The ACFE’s report, released Thursday, was compiled from 2,110 real cases of fraud investigated in 133 countries. It found that fraud affects organizations in every region and industry. While the cases in the report totaled $3.6 billion in losses (with an average loss per case of $1.78 million), that’s just the tip of the iceberg.

“This is bigger than healthcare fraud, tax evasion, money laundering and identity theft,” said John Warren, vice president and general counsel of the ACFE, who co-authored the report.

AT-033122-OccupationalFraudSchemesChart.png

The COVID-19 pandemic affected half of all reported occupational fraud cases, giving employees more opportunities to commit fraud and providing organizations new ways to detect it. The report found that 8% of all cases involved cryptocurrency, which was used for bribery and kickback payments or to convert misappropriated assets.

The ACFE’s biannual Report to the Nations, which has been published since 2002 and is now in its 12th edition, for the first time examined fraud trends over the past 10 years. Between 2012 and 2022, fraud cases were caught faster, leading to smaller losses. Organizations with hotlines detect fraud more quickly and have lower losses than organizations without hotlines.

Criminal prosecutions of fraud cases went down, while civil cases were up. More fraudsters were higher up on the organizational ladder and the gap between male and female fraudsters shrank — with women catching up with men in terms of how much they steal. However, 40% of organizations recovered nothing from their fraud losses.

The ACFE recommended that the best way to stop and reduce fraud continued to be for employers to have hotlines or other ways for employees to report fraud. They also should be trained in what to look for, such as employees living beyond their means, with fast cars, jewelry and fancy vacations, and how to report their suspicions.

Irritability, bullying and secretiveness can also be red flags of fraud. “Look at behavioral characteristics,” Warren said in a statement. “People think of these as numbers crimes, but they’re people crimes. People are showing you clues of what they’re doing. If somebody robs a bank, they’re never going back to the bank again. If a manager embezzles from a bank, they’re going back there every day. The stress is incredible. They’re irritable, bullying, not sharing work, living lifestyles that they shouldn’t be able to afford. Humans are really bad at ascribing bad intentions to people they like. We want people to make that connection more quickly. Employees have to know what they’re looking for and need a way to report it. If employees have been trained on what fraud looks like and know how to make a confidential report, they can call the company and the company can act on it.”

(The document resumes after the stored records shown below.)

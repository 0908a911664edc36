use std::fmt;

#[derive(Debug)]
pub enum FlightError {
    MissingFields(Vec<&'static str>),
    InvalidAirport(String),
    InvalidDate(String),
    Validation(String),
    Timeout,
    ConnectionFailed(String),
    DnsResolution(String),
    ProxyError(String),
    TlsError(String),
    RateLimited,
    HttpStatus(u16),
    Decode(String),
    Internal(String),
}

impl FlightError {
    /// True for errors caused by the caller's input rather than by a provider
    /// or by the service itself.
    pub fn is_validation(&self) -> bool {
        matches!(
            self,
            Self::MissingFields(_)
                | Self::InvalidAirport(_)
                | Self::InvalidDate(_)
                | Self::Validation(_)
        )
    }
}

impl fmt::Display for FlightError {
    fn fmt(&self, f: &mut fmt::Formatter<'_>) -> fmt::Result {
        match self {
            Self::MissingFields(fields) => {
                write!(f, "Missing required fields: {}", fields.join(", "))
            }
            Self::InvalidAirport(code) => write!(
                f,
                "invalid airport code \"{code}\" — must be exactly 3 letters or digits (e.g. JFK, LHR)"
            ),
            Self::InvalidDate(date) => write!(
                f,
                "invalid date \"{date}\" — must be YYYY-MM-DD format (e.g. 2026-03-01)"
            ),
            Self::Validation(msg) => write!(f, "{msg}"),
            Self::Timeout => write!(f, "provider request timed out"),
            Self::ConnectionFailed(detail) => {
                write!(f, "connection to provider failed ({detail})")
            }
            Self::DnsResolution(host) => write!(f, "DNS resolution failed for {host}"),
            Self::ProxyError(detail) => write!(
                f,
                "proxy error — check your --proxy URL is correct ({detail})"
            ),
            Self::TlsError(detail) => write!(f, "TLS/SSL error talking to provider ({detail})"),
            Self::RateLimited => write!(f, "rate limited by provider (HTTP 429)"),
            Self::HttpStatus(status) => write!(f, "unexpected HTTP status {status} from provider"),
            Self::Decode(detail) => write!(f, "failed to decode provider response — {detail}"),
            Self::Internal(detail) => write!(f, "internal error: {detail}"),
        }
    }
}

impl std::error::Error for FlightError {}

pub fn from_http_error(err: wreq::Error) -> FlightError {
    let msg = err.to_string();
    let lower = msg.to_lowercase();

    if err.is_timeout() {
        return FlightError::Timeout;
    }

    if err.is_connect() {
        if lower.contains("dns") || lower.contains("resolve") || lower.contains("getaddrinfo") {
            return FlightError::DnsResolution(msg);
        }
        return FlightError::ConnectionFailed(msg);
    }

    if lower.contains("proxy") || lower.contains("socks") {
        return FlightError::ProxyError(msg);
    }

    if lower.contains("tls") || lower.contains("ssl") || lower.contains("certificate") {
        return FlightError::TlsError(msg);
    }

    if lower.contains("builder error") && lower.contains("uri") {
        return FlightError::ProxyError(msg);
    }

    FlightError::ConnectionFailed(msg)
}
pub mod chain;
pub mod config;
pub mod error;
pub mod fetch;
pub mod mcp;
pub mod mock;
pub mod model;
pub mod provider;
pub mod query;
pub mod server;
pub mod table;

use chain::ProviderChain;
use config::ProviderConfig;
use error::FlightError;
use model::SearchResponse;
use query::SearchRequest;

/// One-shot search: builds the provider chain from `config` and resolves
/// `request` against it.
pub async fn search(
    request: SearchRequest,
    config: &ProviderConfig,
) -> Result<SearchResponse, FlightError> {
    let chain = ProviderChain::from_config(config)?;
    chain.resolve(request).await
}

Asset misappropriation involving an employee stealing or misusing the employer’s resources was the most common scheme, with 86% of cases in this category. These schemes tended to cause the lowest median loss at $100,000 per case. In contrast, financial statement fraud schemes, in which the perpetrator intentionally causes a material misstatement or omission in the organization’s financial statements, are the least common schemes (9%), but also the costliest, at $593,000. The third category, corruption — including bribery, conflicts of interest, and extortion — fell in the middle in terms of both frequency and losses. Those schemes happen in 50% of cases and cause a median loss of $150,000.